Output only the lines from the start of the entries through the line holding "let store = Arc::new(open_cache()?);". Each line must match the original exactly.

[Provided records]

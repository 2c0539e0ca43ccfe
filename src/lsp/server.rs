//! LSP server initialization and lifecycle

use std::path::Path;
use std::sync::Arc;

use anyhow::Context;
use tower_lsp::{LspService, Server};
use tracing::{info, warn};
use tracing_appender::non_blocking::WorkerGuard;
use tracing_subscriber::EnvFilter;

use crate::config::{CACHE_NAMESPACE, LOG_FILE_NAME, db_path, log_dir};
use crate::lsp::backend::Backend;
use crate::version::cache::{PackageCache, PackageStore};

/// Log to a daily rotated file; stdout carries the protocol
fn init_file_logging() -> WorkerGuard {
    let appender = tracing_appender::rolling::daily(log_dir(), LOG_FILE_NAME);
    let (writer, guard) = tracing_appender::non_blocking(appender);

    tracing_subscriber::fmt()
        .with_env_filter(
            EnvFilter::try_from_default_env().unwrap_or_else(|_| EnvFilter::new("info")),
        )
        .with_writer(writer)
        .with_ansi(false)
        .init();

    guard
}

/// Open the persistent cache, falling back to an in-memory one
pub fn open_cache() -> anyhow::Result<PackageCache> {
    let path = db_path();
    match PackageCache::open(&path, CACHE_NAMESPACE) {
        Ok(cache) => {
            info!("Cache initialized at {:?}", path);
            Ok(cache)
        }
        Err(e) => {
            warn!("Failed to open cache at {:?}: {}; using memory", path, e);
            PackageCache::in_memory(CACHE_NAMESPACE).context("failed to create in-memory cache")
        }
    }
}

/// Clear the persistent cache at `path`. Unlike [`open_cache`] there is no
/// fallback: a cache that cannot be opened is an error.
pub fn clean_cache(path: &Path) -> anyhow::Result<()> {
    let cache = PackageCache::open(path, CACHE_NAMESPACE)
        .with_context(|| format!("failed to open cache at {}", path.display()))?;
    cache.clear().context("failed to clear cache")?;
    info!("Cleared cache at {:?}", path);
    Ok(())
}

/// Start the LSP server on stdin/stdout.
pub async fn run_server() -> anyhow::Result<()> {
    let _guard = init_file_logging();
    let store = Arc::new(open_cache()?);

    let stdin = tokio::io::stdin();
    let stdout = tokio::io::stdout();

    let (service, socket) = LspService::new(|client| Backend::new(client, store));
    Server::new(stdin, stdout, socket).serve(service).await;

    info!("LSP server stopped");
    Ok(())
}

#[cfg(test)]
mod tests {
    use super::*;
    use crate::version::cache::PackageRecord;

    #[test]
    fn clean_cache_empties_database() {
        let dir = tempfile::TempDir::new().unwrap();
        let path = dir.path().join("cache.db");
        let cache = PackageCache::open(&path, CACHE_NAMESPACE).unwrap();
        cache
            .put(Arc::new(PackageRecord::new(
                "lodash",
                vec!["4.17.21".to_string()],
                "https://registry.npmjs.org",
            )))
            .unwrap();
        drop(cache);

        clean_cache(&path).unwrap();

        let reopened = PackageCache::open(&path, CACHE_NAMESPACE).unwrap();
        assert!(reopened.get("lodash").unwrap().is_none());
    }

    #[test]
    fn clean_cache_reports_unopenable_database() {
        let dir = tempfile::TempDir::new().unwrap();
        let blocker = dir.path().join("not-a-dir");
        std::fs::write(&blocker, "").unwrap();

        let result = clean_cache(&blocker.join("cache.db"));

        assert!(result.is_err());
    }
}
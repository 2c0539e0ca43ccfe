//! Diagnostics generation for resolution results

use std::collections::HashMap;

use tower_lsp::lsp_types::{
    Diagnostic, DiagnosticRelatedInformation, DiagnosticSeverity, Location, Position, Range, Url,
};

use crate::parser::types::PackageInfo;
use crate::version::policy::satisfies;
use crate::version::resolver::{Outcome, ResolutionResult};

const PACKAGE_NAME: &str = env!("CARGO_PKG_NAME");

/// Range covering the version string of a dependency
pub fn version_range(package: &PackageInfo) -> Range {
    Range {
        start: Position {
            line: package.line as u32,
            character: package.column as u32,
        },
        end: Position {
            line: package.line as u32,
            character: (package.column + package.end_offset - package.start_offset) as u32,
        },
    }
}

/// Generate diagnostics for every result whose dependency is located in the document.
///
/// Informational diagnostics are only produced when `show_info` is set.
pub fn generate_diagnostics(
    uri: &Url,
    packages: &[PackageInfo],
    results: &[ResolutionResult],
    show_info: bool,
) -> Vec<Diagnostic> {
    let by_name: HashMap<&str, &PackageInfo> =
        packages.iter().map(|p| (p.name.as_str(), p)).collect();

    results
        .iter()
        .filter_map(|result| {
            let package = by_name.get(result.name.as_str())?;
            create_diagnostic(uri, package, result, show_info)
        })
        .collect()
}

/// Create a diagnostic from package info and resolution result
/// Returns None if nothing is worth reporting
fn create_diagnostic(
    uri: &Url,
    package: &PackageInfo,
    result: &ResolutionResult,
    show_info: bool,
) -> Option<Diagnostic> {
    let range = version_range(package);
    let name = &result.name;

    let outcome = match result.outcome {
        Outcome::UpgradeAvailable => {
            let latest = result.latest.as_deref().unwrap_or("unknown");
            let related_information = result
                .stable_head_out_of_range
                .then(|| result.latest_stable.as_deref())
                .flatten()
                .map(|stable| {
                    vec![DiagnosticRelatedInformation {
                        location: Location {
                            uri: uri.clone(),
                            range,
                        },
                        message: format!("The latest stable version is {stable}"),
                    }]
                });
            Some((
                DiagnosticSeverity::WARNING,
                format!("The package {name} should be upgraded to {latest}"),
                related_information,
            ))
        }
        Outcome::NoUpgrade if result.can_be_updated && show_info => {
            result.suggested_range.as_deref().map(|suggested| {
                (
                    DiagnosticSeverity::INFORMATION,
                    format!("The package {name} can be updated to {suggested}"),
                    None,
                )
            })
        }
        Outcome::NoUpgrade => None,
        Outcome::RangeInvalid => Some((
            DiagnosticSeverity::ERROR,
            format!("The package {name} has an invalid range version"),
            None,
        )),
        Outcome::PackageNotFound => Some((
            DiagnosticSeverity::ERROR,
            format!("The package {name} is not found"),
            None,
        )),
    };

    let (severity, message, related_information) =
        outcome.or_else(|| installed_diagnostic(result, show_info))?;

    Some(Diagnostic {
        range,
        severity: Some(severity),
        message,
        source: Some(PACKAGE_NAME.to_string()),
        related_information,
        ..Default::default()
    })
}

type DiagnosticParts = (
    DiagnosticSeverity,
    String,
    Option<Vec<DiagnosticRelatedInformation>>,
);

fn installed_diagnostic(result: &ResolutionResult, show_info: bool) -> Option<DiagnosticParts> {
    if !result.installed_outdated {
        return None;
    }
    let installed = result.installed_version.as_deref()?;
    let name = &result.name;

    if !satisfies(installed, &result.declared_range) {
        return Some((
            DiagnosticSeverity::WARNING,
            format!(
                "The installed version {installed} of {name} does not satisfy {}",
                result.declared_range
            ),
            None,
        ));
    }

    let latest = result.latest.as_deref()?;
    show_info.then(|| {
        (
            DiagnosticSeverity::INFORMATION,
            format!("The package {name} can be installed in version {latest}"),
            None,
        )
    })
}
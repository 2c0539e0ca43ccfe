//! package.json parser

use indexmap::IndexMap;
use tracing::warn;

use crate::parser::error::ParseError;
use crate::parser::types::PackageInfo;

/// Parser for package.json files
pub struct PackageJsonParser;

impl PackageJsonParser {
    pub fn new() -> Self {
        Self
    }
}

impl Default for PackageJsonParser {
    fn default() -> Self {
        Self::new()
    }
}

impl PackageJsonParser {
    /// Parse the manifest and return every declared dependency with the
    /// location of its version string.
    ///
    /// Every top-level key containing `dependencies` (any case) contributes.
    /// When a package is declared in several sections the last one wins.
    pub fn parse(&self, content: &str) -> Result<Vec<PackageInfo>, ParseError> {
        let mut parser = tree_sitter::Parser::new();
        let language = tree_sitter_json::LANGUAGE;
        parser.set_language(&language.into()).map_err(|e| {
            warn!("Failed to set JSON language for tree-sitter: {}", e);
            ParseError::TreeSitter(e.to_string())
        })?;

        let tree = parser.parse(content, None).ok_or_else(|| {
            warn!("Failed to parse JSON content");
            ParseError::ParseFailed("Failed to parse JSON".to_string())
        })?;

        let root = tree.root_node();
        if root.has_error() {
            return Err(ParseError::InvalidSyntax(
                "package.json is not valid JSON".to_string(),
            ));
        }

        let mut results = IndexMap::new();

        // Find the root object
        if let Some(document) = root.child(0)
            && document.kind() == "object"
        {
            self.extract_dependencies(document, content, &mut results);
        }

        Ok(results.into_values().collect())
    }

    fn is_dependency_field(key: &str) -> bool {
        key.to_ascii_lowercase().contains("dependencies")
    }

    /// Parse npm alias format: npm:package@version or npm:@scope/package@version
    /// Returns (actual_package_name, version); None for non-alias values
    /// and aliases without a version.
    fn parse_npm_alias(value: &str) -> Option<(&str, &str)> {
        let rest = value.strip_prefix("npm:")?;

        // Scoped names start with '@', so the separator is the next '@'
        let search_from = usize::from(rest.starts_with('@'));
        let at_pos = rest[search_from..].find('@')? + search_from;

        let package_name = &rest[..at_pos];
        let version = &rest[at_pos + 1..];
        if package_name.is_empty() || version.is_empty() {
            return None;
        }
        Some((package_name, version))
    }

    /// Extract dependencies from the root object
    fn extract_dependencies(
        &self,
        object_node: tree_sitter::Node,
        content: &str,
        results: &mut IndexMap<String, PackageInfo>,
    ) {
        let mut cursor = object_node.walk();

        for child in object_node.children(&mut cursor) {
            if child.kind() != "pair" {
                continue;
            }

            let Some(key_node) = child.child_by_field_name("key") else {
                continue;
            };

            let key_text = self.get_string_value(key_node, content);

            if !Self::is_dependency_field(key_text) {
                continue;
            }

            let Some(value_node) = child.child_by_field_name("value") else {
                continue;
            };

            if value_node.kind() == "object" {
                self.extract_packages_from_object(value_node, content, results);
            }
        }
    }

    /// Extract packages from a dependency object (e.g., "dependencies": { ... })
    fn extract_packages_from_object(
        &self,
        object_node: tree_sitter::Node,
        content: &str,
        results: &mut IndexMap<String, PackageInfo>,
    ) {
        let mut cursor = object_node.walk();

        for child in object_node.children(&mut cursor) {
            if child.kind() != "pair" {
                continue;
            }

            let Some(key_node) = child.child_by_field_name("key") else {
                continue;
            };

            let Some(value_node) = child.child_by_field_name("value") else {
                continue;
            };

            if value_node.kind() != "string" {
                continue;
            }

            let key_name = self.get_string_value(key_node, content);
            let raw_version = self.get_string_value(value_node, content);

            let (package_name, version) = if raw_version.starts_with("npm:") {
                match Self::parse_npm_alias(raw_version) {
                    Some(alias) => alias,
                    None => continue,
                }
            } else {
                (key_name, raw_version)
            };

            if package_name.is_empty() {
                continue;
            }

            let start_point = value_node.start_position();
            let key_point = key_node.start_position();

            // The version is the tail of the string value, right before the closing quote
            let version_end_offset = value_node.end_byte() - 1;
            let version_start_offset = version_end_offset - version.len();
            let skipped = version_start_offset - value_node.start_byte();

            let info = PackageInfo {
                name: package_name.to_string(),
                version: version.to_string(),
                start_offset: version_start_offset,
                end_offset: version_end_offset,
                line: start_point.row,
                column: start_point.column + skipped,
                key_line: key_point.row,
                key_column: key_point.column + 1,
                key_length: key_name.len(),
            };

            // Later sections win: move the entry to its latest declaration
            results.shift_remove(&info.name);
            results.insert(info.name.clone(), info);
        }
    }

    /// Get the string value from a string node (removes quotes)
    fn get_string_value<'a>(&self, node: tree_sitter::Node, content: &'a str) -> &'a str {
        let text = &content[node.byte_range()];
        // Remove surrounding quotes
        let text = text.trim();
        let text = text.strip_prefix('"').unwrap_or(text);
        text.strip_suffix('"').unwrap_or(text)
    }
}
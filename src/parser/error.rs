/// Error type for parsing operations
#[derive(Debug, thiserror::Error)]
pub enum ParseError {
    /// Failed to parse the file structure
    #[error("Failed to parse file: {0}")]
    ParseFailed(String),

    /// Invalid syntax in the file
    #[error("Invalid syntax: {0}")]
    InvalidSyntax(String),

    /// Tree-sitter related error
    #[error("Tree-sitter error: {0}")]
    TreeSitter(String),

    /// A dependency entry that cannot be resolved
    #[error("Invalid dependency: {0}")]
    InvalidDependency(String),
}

[/Provided records]

• _Answer space_
repository 2c0539e0ca43ccfe
filename src/lsp/server.rs
//! LSP server initialization and lifecycle

use std::path::Path;
use std::sync::Arc;

use anyhow::Context;
use tower_lsp::{LspService, Server};
use tracing::{info, warn};
use tracing_appender::non_blocking::WorkerGuard;
use tracing_subscriber::EnvFilter;

use crate::config::{CACHE_NAMESPACE, LOG_FILE_NAME, db_path, log_dir};
use crate::lsp::backend::Backend;
use crate::version::cache::{PackageCache, PackageStore};

/// Log to a daily rotated file; stdout carries the protocol
fn init_file_logging() -> WorkerGuard {
    let appender = tracing_appender::rolling::daily(log_dir(), LOG_FILE_NAME);
    let (writer, guard) = tracing_appender::non_blocking(appender);

    tracing_subscriber::fmt()
        .with_env_filter(
            EnvFilter::try_from_default_env().unwrap_or_else(|_| EnvFilter::new("info")),
        )
        .with_writer(writer)
        .with_ansi(false)
        .init();

    guard
}

/// Open the persistent cache, falling back to an in-memory one
pub fn open_cache() -> anyhow::Result<PackageCache> {
    let path = db_path();
    match PackageCache::open(&path, CACHE_NAMESPACE) {
        Ok(cache) => {
            info!("Cache initialized at {:?}", path);
            Ok(cache)
        }
        Err(e) => {
            warn!("Failed to open cache at {:?}: {}; using memory", path, e);
            PackageCache::in_memory(CACHE_NAMESPACE).context("failed to create in-memory cache")
        }
    }
}

/// Clear the persistent cache at `path`. Unlike [`open_cache`] there is no
/// fallback: a cache that cannot be opened is an error.
pub fn clean_cache(path: &Path) -> anyhow::Result<()> {
    let cache = PackageCache::open(path, CACHE_NAMESPACE)
        .with_context(|| format!("failed to open cache at {}", path.display()))?;
    cache.clear().context("failed to clear cache")?;
    info!("Cleared cache at {:?}", path);
    Ok(())
}

/// Start the LSP server on stdin/stdout.
pub async fn run_server() -> anyhow::Result<()> {
    let _guard = init_file_logging();
    let store = Arc::new(open_cache()?);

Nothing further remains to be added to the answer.